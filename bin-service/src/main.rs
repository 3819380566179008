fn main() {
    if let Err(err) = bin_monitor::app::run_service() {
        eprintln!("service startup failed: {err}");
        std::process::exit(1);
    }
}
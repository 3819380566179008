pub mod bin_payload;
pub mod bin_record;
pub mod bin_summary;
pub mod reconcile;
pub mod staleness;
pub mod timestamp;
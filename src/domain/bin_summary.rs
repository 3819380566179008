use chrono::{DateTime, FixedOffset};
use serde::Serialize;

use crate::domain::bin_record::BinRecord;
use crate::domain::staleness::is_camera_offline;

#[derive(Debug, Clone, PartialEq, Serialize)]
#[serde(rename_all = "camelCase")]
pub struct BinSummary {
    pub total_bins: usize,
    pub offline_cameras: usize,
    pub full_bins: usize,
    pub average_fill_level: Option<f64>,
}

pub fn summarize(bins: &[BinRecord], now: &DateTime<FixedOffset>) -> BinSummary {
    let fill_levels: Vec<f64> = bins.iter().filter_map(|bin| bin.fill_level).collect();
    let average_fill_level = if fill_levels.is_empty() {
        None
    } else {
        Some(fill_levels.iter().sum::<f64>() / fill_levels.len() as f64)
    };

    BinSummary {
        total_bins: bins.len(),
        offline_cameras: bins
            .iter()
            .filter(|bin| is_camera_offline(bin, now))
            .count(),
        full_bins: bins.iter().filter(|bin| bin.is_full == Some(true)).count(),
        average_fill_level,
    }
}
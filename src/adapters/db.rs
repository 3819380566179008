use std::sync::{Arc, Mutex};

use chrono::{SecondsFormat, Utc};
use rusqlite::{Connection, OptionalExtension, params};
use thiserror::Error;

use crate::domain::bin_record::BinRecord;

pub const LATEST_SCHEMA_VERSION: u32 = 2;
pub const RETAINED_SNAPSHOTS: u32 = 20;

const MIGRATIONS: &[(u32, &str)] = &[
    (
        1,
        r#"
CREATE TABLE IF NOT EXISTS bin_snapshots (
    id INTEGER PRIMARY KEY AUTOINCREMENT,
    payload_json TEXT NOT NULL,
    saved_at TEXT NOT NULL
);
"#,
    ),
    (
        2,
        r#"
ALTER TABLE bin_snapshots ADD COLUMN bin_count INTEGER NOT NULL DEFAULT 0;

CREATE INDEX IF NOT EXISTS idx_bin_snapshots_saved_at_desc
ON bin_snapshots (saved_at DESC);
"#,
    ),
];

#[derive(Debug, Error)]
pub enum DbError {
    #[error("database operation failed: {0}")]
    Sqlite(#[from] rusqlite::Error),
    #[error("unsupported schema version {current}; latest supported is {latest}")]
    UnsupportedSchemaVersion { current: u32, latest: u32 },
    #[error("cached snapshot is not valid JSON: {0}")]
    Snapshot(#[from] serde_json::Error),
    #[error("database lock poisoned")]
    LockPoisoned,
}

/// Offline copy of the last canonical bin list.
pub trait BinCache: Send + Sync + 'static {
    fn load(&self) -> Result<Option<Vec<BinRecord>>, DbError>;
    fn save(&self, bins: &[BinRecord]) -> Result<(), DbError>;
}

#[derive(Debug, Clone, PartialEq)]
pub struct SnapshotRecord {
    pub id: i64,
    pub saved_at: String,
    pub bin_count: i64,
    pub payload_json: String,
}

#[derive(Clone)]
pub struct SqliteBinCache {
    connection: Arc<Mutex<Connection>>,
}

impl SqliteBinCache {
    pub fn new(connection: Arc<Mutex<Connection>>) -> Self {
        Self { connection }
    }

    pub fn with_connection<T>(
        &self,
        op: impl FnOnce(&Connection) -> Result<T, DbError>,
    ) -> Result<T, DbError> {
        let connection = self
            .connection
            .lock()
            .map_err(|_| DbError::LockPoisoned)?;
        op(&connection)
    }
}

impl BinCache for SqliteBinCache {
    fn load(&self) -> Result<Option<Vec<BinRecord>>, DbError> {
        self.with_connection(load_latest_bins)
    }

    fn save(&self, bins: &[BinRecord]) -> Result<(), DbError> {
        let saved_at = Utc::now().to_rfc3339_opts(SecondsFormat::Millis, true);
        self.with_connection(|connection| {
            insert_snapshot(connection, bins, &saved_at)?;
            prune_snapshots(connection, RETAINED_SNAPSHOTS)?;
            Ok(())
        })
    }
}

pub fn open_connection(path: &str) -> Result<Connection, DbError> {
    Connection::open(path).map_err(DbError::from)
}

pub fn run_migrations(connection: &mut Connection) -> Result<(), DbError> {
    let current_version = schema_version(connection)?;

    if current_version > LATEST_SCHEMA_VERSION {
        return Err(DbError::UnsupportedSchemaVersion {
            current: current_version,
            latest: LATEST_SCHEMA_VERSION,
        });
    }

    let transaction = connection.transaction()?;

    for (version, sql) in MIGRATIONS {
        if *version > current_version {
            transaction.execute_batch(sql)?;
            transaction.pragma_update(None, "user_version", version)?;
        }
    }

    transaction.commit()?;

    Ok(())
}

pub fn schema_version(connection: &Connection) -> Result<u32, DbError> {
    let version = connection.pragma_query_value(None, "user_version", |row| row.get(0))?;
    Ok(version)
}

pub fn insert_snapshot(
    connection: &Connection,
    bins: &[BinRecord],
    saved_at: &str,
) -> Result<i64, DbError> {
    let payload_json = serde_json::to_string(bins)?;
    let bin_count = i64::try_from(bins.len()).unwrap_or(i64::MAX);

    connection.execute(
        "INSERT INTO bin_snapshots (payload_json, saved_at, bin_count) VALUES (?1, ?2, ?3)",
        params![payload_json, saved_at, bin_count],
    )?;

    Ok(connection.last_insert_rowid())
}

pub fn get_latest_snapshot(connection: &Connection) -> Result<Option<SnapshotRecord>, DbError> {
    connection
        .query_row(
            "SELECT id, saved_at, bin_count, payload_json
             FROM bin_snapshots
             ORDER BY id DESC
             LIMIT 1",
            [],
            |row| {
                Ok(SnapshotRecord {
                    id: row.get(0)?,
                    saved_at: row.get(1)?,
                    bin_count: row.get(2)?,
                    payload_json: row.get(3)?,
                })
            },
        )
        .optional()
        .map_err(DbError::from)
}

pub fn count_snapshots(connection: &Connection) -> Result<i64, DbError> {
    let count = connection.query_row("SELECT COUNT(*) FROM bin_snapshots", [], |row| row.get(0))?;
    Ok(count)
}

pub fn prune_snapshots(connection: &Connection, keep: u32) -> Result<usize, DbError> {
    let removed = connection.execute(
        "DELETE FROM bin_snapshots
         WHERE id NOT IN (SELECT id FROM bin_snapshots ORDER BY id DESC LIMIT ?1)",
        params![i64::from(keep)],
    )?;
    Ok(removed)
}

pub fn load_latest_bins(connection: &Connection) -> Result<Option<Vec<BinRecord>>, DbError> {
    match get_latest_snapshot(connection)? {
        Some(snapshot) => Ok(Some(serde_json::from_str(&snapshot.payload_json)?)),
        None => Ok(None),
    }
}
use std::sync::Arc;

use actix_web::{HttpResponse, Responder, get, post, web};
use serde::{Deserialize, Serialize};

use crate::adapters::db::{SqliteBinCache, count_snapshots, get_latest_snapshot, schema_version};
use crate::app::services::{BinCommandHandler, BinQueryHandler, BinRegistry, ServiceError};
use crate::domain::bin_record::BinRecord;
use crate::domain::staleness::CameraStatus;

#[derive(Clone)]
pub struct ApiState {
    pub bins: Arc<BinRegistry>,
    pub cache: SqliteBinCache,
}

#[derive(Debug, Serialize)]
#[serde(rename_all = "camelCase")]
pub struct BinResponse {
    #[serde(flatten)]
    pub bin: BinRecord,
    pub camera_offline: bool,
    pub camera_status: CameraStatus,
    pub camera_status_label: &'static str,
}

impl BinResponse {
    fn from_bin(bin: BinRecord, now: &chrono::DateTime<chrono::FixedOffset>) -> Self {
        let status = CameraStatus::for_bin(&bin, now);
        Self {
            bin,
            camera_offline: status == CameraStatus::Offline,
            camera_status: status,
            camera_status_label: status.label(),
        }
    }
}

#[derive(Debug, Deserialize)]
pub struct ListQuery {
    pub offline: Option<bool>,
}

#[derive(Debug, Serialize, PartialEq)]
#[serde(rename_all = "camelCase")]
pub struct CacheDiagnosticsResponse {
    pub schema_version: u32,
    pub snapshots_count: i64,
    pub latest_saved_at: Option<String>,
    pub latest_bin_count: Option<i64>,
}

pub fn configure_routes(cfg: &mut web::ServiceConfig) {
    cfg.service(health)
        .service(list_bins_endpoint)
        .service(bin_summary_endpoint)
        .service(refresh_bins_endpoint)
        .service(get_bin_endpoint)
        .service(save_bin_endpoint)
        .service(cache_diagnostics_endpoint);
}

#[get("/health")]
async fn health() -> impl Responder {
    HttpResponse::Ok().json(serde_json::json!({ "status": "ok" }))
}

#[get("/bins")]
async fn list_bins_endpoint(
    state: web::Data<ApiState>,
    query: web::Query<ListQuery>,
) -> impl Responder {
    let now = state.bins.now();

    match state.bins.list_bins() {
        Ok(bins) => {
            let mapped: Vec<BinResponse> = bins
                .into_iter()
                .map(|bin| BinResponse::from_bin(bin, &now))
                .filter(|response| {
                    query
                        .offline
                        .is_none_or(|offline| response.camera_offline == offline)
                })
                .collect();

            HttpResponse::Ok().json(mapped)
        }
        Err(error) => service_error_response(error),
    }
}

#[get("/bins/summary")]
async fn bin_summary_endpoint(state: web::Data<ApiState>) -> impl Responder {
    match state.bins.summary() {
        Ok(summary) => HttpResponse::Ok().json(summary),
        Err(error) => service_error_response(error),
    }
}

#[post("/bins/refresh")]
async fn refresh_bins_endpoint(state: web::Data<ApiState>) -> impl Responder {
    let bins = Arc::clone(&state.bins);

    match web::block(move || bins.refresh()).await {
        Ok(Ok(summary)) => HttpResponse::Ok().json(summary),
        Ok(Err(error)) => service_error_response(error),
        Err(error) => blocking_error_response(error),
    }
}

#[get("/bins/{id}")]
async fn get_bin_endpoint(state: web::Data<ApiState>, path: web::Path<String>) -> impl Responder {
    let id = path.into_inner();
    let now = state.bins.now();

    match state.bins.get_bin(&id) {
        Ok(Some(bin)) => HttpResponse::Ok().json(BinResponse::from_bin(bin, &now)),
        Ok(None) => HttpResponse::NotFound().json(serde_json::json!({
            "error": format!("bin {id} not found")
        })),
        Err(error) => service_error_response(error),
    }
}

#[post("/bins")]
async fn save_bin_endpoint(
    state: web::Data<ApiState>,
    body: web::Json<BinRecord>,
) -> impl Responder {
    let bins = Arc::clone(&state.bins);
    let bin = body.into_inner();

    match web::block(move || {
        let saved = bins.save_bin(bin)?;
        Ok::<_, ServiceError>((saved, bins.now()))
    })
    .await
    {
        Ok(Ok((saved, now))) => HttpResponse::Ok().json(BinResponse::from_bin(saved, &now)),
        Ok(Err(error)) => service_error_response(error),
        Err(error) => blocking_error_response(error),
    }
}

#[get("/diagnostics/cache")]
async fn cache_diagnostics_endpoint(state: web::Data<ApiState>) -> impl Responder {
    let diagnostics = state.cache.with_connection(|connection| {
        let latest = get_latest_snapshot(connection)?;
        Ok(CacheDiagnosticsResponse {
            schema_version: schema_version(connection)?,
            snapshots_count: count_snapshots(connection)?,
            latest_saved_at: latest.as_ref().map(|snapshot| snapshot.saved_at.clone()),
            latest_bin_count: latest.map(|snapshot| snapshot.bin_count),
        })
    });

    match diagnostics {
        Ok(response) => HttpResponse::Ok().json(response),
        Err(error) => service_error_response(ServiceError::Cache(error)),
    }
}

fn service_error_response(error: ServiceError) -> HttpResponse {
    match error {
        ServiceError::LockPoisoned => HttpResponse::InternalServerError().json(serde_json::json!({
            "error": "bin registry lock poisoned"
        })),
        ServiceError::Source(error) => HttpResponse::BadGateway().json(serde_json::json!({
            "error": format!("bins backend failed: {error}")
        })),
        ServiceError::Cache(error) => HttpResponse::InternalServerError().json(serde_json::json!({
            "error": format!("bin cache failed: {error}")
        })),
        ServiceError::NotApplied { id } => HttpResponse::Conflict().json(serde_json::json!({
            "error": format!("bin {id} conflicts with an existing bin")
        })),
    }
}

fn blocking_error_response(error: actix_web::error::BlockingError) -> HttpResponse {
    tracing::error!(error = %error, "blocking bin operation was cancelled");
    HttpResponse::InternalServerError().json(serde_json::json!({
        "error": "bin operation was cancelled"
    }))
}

__What you have to do__
Each line from the one containing "actix_web::error::BlockingError) -> HttpResponse" through the last line of the entries above is to be returned exactly, and no others.

__Exercise solution__
fn blocking_error_response(error: actix_web::error::BlockingError) -> HttpResponse {
    tracing::error!(error = %error, "blocking bin operation was cancelled");
    HttpResponse::InternalServerError().json(serde_json::json!({
        "error": "bin operation was cancelled"
    }))
}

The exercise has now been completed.